A Trip to the Cat Toy Department Is In Order

If you’re wondering why there’s so much blogging lately it’s because I can’t put my shoe on.

So some of my cat research has born fruit and here’s some things I need to do:

* Provide perches so the cat can look outside.
* Toys, toys and toys, (toys, prey preference)
* Let your cat “hunt” for food by placing food in a toy that will make the cat work to get the food out.
* Hide food throughout the house so the cat has to find it.
* Leave the radio or TV on, tuned to your usual station.
* Call home and leave a message for the cat.
* Provide a refuge
* Spend at least 10 minutes daily playing with your cat.

Those are all for kitty separation anxiety.

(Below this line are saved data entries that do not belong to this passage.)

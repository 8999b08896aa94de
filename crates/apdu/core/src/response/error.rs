//! Error types specific to APDU responses

use super::status::StatusWord;

/// Errors raised while interpreting a response
#[derive(Debug, Clone, PartialEq, Eq, thiserror::Error)]
pub enum ResponseError {
    /// Fewer than two bytes were returned, so there is no status word
    #[error("Incomplete response: {0} byte(s), expected at least 2")]
    Incomplete(usize),

    /// The card returned a non-success status word
    #[error("Status error {0}: {desc}", desc = .0.description())]
    Status(StatusWord),
}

I’ve found a fair amount on cat-cat aggression, but little on cat-human aggression. The American Assn of Feline Practitioners say “disrupt the behaviour every time it occurs. Disruption is tricky and ignoring the undesirable behaviour while rewarding only desirable behaviours is often preferable. Disruption should be sufficiently aversive to stop the behaviour (a loud whistle, shaking a can of coins) without causing damage to the human-animal bond. The cat must not be scared or hurt. After interruption the [human] should encourage another behaviour to replace the interrupted one.”

So shake a can of coins but don’t scare the cat? Hmmm. I guess the container full of water pistols by my bedroom door may be overkill.